2
votes

My iPad app uses the standard UISplitViewController. My problem is, if I

  • Rotate to portrait, I put a Popover button for the Master list - Fine
  • Select an item via the popover, that changes the detailview (This uses a prepareForSegue which sets self.splitViewController.delegate = newViewDetailViewController;
  • The resulting detailview is now missing a popoverbutton. If I rotate to landscape, the master list appears. If I then again rotate to portrait, a popoverbutton appears.

So - How can I ensure willHideViewController will be called on viewDidLoad, for example? I can detect what the orientation is, but I still need the barbuttonitem and popovercontroller needed in

- (void)splitViewController:(UISplitViewController *)splitController willHideViewController:(UIViewController *)viewController withBarButtonItem:(UIBarButtonItem *)barButtonItem forPopoverController:(UIPopoverController *)popoverController

For now I am following Apples MultipleDetailView example as suggested here.

But since I am having multiple MasterControllers as well, it's a real hassle to store (a static) pointer to the popoverbutton item and setting it every time I push a level on my masterview controller.

Hopefully, someone has a good way of solving this problem :-)

1
I'm having this same issue, did you ever get it figured out?Bek
I ended using the example I linked to from Apple.
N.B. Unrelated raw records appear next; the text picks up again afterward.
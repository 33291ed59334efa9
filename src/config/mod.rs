use std::fs;
use std::path::PathBuf;

use serde::Deserialize;

/// Keyboards contract deployment used when nothing else is configured
pub const DEFAULT_CONTRACT: &str = "0xefF7380A098C01430d12B9864462bB16443eEb4a";
pub const DEFAULT_TIP_AMOUNT: &str = "0.01";
pub const DEFAULT_LOG_LEVEL: &str = "keyboards=info,warn";

#[derive(Debug, Clone, Default, Deserialize)]
pub struct WalletConfig {
    pub name: Option<String>,
    pub rpc: Option<String>,
    pub ipc: Option<String>,
}

#[derive(Debug, Clone, Default, Deserialize)]
pub struct Config {
    #[serde(default)]
    pub wallet: Option<WalletConfig>,

    pub contract: Option<String>,

    /// Ether amount attached to each tip
    pub tip_amount: Option<String>,

    pub log_level: Option<String>,
}

impl Config {
    pub fn contract(&self) -> &str {
        self.contract
            .as_deref()
            .map(str::trim)
            .filter(|s| !s.is_empty())
            .unwrap_or(DEFAULT_CONTRACT)
    }

    pub fn tip_amount(&self) -> &str {
        self.tip_amount
            .as_deref()
            .map(str::trim)
            .filter(|s| !s.is_empty())
            .unwrap_or(DEFAULT_TIP_AMOUNT)
    }

    pub fn log_level(&self) -> &str {
        self.log_level
            .as_deref()
            .filter(|s| !s.trim().is_empty())
            .unwrap_or(DEFAULT_LOG_LEVEL)
    }
}

impl WalletConfig {
    pub fn label(&self) -> Option<String> {
        self.name.clone().filter(|name| !name.trim().is_empty())
    }
}

pub fn load() -> Config {
    let Some(path) = config_path() else {
        return Config::default();
    };
    let content = match fs::read_to_string(&path) {
        Ok(content) => content,
        Err(_) => return Config::default(),
    };
    parse(&content)
}

pub fn parse(content: &str) -> Config {
    toml::from_str::<Config>(content).unwrap_or_default()
}

pub fn config_path() -> Option<PathBuf> {
    if let Some(path) = std::env::var_os("KEYBOARDS_CONFIG").map(PathBuf::from) {
        return Some(path);
    }
    if let Some(xdg) = std::env::var_os("XDG_CONFIG_HOME").map(PathBuf::from) {
        return Some(xdg.join("keyboards").join("config.toml"));
    }
    if let Some(home) = std::env::var_os("HOME").map(PathBuf::from) {
        return Some(home.join(".config").join("keyboards").join("config.toml"));
    }

    directories::ProjectDirs::from("io", "keyboards", "keyboards")
        .map(|dirs| dirs.config_dir().join("config.toml"))
}

pub fn data_dir() -> Option<PathBuf> {
    if let Some(xdg) = std::env::var_os("XDG_DATA_HOME").map(PathBuf::from) {
        return Some(xdg.join("keyboards"));
    }
    if let Some(home) = std::env::var_os("HOME").map(PathBuf::from) {
        return Some(home.join(".local").join("share").join("keyboards"));
    }
    directories::ProjectDirs::from("io", "keyboards", "keyboards")
        .map(|dirs| dirs.data_dir().to_path_buf())
}

pub fn log_dir() -> Option<PathBuf> {
    data_dir().map(|dir| dir.join("logs"))
}

#[cfg(test)]
mod tests {
    use super::*;

    #[test]
    fn test_defaults_when_empty() {
        let config = parse("");
        assert!(config.wallet.is_none());
        assert_eq!(config.contract(), DEFAULT_CONTRACT);
        assert_eq!(config.tip_amount(), "0.01");
        assert_eq!(config.log_level(), DEFAULT_LOG_LEVEL);
    }

    #[test]
    fn test_parse_full_file() {
        let config = parse(
            r#"
            contract = "0x5FbDB2315678afecb367f032d93F642f64180aa3"
            tip_amount = "0.05"
            log_level = "debug"

            [wallet]
            name = "anvil"
            rpc = "ws://127.0.0.1:8545"
            "#,
        );
        let wallet = config.wallet.clone().expect("wallet section");
        assert_eq!(wallet.label().as_deref(), Some("anvil"));
        assert_eq!(wallet.rpc.as_deref(), Some("ws://127.0.0.1:8545"));
        assert_eq!(config.contract(), "0x5FbDB2315678afecb367f032d93F642f64180aa3");
        assert_eq!(config.tip_amount(), "0.05");
        assert_eq!(config.log_level(), "debug");
    }

    #[test]
    fn test_malformed_file_falls_back_to_defaults() {
        let config = parse("contract = [");
        assert_eq!(config.contract(), DEFAULT_CONTRACT);
    }
}
use serde::{Deserialize, Serialize, Serializer};
use std::fmt;

/// Wraps contact details so `Debug`/`Display` output (and therefore `tracing`
/// fields) never reveals them. Serialization passes the real value through,
/// since views returned to the client need it.
#[derive(Clone, Default, PartialEq, Eq, Deserialize)]
pub struct Masked<T>(pub T);

impl<T> fmt::Debug for Masked<T> {
    fn fmt(&self, f: &mut fmt::Formatter<'_>) -> fmt::Result {
        write!(f, "********")
    }
}

impl<T> fmt::Display for Masked<T> {
    fn fmt(&self, f: &mut fmt::Formatter<'_>) -> fmt::Result {
        write!(f, "********")
    }
}

impl<T: Serialize> Serialize for Masked<T> {
    fn serialize<S>(&self, serializer: S) -> Result<S::Ok, S::Error>
    where
        S: Serializer,
    {
        self.0.serialize(serializer)
    }
}

impl<T> Masked<T> {
    pub fn new(value: T) -> Self {
        Self(value)
    }

    pub fn expose(&self) -> &T {
        &self.0
    }

    pub fn into_inner(self) -> T {
        self.0
    }
}

impl From<String> for Masked<String> {
    fn from(value: String) -> Self {
        Self(value)
    }
}
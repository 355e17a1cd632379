pub mod pii;
pub mod money;

pub use money::Rupees;
pub use pii::Masked;
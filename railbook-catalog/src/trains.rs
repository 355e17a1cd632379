use railbook_core::{Availability, FareClass, Train};
use railbook_shared::Rupees;

use crate::{CatalogError, CatalogResult};

#[allow(clippy::too_many_arguments)]
fn train(
    id: &str,
    name: &str,
    number: &str,
    departure_time: &str,
    arrival_time: &str,
    duration: &str,
    price: u32,
    availability: Availability,
    classes: &[&str],
    rating: f32,
) -> Train {
    Train {
        id: id.to_string(),
        name: name.to_string(),
        number: number.to_string(),
        origin: "Delhi".to_string(),
        destination: "Mumbai".to_string(),
        departure_time: departure_time.to_string(),
        arrival_time: arrival_time.to_string(),
        duration: duration.to_string(),
        date: "Mon, 15 Jul".to_string(),
        price: Rupees(price),
        availability,
        classes: classes.iter().map(|c| FareClass::new(*c)).collect(),
        rating,
    }
}

/// The fixed inventory shown on the results page, in catalog order.
pub fn trains() -> Vec<Train> {
    vec![
        train(
            "1", "Rajdhani Express", "12301", "16:35", "08:15", "15h 40m", 1255,
            Availability::Available, &["AC 1st Class", "AC 2 Tier", "AC 3 Tier"], 4.5,
        ),
        train(
            "2", "Shatabdi Express", "12002", "06:15", "22:30", "16h 15m", 1350,
            Availability::Available, &["Chair Car", "Executive Chair Car"], 4.3,
        ),
        train(
            "3", "Duronto Express", "12213", "11:25", "03:55", "16h 30m", 1190,
            Availability::WaitingList, &["AC 2 Tier", "AC 3 Tier", "Sleeper"], 4.0,
        ),
        train(
            "4", "Garib Rath", "12909", "15:35", "08:10", "16h 35m", 850,
            Availability::Available, &["AC 3 Tier", "Sleeper"], 3.8,
        ),
        train(
            "5", "Tejas Express", "22119", "08:15", "23:50", "15h 35m", 1450,
            Availability::Rac, &["AC Chair Car", "Executive Chair Car"], 4.7,
        ),
    ]
}

pub fn find_train(id: &str) -> Option<Train> {
    trains().into_iter().find(|t| t.id == id)
}

pub fn require_train(id: &str) -> CatalogResult<Train> {
    find_train(id).ok_or_else(|| CatalogError::TrainNotFound(id.to_string()))
}

#[cfg(test)]
mod tests {
    use super::*;

    #[test]
    fn test_catalog_shape() {
        let all = trains();
        assert_eq!(all.len(), 5);
        assert!(all.iter().all(|t| (0.0..=5.0).contains(&t.rating)));
        assert!(all.iter().all(|t| !t.classes.is_empty()));
    }

    #[test]
    fn test_find_train() {
        let rajdhani = find_train("1").unwrap();
        assert_eq!(rajdhani.name, "Rajdhani Express");
        assert_eq!(rajdhani.price, Rupees(1255));
        assert!(rajdhani.offers_class("AC 2 Tier"));

        assert!(find_train("99").is_none());
        assert!(matches!(require_train("99"), Err(CatalogError::TrainNotFound(_))));
    }
}
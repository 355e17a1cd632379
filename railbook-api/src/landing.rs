use axum::{
    extract::Query,
    response::Redirect,
    routing::{get, post},
    Json, Router,
};
use railbook_catalog::{locations, popular_routes, suggest_locations, PopularRoute};
use railbook_core::search::SearchForm;
use serde::{Deserialize, Serialize};
use crate::{
    error::{AppError, AppJson},
    state::AppState,
};

#[derive(Debug, Serialize)]
pub struct NavItem {
    pub name: &'static str,
    pub path: &'static str,
}

pub fn nav_items() -> Vec<NavItem> {
    vec![
        NavItem { name: "Home", path: "/" },
        NavItem { name: "Search", path: "/search" },
        NavItem { name: "Bookings", path: "/booking" },
        NavItem { name: "Profile", path: "/profile" },
    ]
}

#[derive(Debug, Serialize)]
pub struct Hero {
    pub badge: &'static str,
    pub tagline: &'static str,
    pub highlights: [&'static str; 3],
}

#[derive(Debug, Serialize)]
pub struct LandingView {
    pub nav: Vec<NavItem>,
    pub hero: Hero,
    pub locations: Vec<String>,
    pub popular_routes: Vec<PopularRoute>,
}

#[derive(Debug, Deserialize)]
pub struct SuggestQuery {
    #[serde(default)]
    pub q: String,
}

#[derive(Debug, Serialize)]
pub struct SuggestResponse {
    pub suggestions: Vec<String>,
}

pub fn routes() -> Router<AppState> {
    Router::new()
        .route("/", get(landing))
        .route("/locations", get(suggest))
        .route("/search-form", post(submit_search))
}

async fn landing() -> Json<LandingView> {
    Json(LandingView {
        nav: nav_items(),
        hero: Hero {
            badge: "Now available in 500+ cities across India",
            tagline: "The modern way to book train tickets. Fast, secure, and hassle-free travel planning for your journey across India.",
            highlights: ["500+ Destinations", "Instant Booking", "6M+ Travelers"],
        },
        locations: locations(),
        popular_routes: popular_routes(),
    })
}

async fn suggest(Query(query): Query<SuggestQuery>) -> Json<SuggestResponse> {
    Json(SuggestResponse {
        suggestions: suggest_locations(&query.q),
    })
}

/// Validates the landing form and sends the browser to the results page
async fn submit_search(AppJson(form): AppJson<SearchForm>) -> Result<Redirect, AppError> {
    let target = form.submit()?;
    Ok(Redirect::to(&target))
}
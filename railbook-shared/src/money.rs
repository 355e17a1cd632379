use serde::{Deserialize, Serialize};
use std::fmt;
use std::iter::Sum;
use std::ops::{Add, Mul};

/// Whole-rupee amount. Fares in the catalog carry no paise.
#[derive(Debug, Clone, Copy, Default, PartialEq, Eq, PartialOrd, Ord, Hash, Serialize, Deserialize)]
#[serde(transparent)]
pub struct Rupees(pub u32);

impl Rupees {
    pub const ZERO: Rupees = Rupees(0);

    pub fn amount(self) -> u32 {
        self.0
    }
}

impl fmt::Display for Rupees {
    fn fmt(&self, f: &mut fmt::Formatter<'_>) -> fmt::Result {
        write!(f, "₹{}", self.0)
    }
}

impl Add for Rupees {
    type Output = Rupees;

    fn add(self, rhs: Rupees) -> Rupees {
        Rupees(self.0 + rhs.0)
    }
}

impl Mul<u32> for Rupees {
    type Output = Rupees;

    fn mul(self, rhs: u32) -> Rupees {
        Rupees(self.0 * rhs)
    }
}

impl Sum for Rupees {
    fn sum<I: Iterator<Item = Rupees>>(iter: I) -> Rupees {
        iter.fold(Rupees::ZERO, Add::add)
    }
}
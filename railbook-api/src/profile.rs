use axum::{extract::Query, routing::get, Json, Router};
use railbook_catalog::{past_journeys, upcoming_journeys, user_profile, Journey, ProfileTab, UserProfile};
use serde::{Deserialize, Serialize};
use crate::state::AppState;

#[derive(Debug, Deserialize)]
pub struct ProfileQuery {
    pub tab: Option<String>,
}

#[derive(Debug, Serialize)]
pub struct TabLink {
    pub id: ProfileTab,
    pub name: &'static str,
}

#[derive(Debug, Serialize)]
pub struct Stat {
    pub label: &'static str,
    pub value: String,
}

#[derive(Debug, Serialize)]
pub struct ProfileView {
    pub user: UserProfile,
    pub active_tab: ProfileTab,
    pub tabs: Vec<TabLink>,
    pub stats: Vec<Stat>,
    pub upcoming: Vec<Journey>,
    pub past: Vec<Journey>,
}

pub fn routes() -> Router<AppState> {
    Router::new().route("/profile", get(profile))
}

async fn profile(Query(query): Query<ProfileQuery>) -> Json<ProfileView> {
    let user = user_profile();
    let active_tab = query.tab.as_deref().map(ProfileTab::parse).unwrap_or_default();

    let tabs = [
        ProfileTab::Overview,
        ProfileTab::Bookings,
        ProfileTab::Payments,
        ProfileTab::Notifications,
        ProfileTab::Settings,
        ProfileTab::Help,
    ]
    .into_iter()
    .map(|id| TabLink { id, name: id.label() })
    .collect();

    let stats = vec![
        Stat { label: "Total Bookings", value: user.total_bookings.to_string() },
        Stat { label: "Amount Spent", value: user.total_spent.to_string() },
        Stat { label: "Member Since", value: user.member_since.clone() },
        Stat { label: "Preferred Class", value: user.preferred_class.to_string() },
    ];

    Json(ProfileView {
        user,
        active_tab,
        tabs,
        stats,
        upcoming: upcoming_journeys(),
        past: past_journeys(),
    })
}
It wasn't an issue with multiple mastercontrollers, since I realized that the popoverbutton gets delivered to me in the willHideViewController method. So, I have a SubstitutableDetailViewController protocol that my detail views implement.CracyD
I'm having the same problem, and I'm using the same Apple sample code that uses the SubstitutableDetailViewController protocol. It doesn't receive (void)splitViewController:(UISplitViewController*)svc willShowViewController:(UIViewController *)aViewController invalidatingBarButtonItem:(UIBarButtonItem *)barButtonItem when the view controller was loaded before and rotated when it was not visible.avance

1 Answers

3
votes

I ran into the same problem and finally figured out what was missing. There is a little code in the AppDelegate to performs some initialization. It is in the didFinishLaunchingWithOptions method. Here is the code that goes in there:

UISplitViewController *splitViewController = (UISplitViewController *)self.window.rootViewController;
UINavigationController *navigationController = [splitViewController.viewControllers lastObject];
splitViewController.delegate = (id)navigationController.topViewController;

They're all important to operate the split view controller, but the last line is the most line for getting the method to fire is the last one. I am building a universal application and this was missing. To ensure that it didn't affect my iPhone side I wrapped it in a UI_USER_INTERFACE_IDIOM check.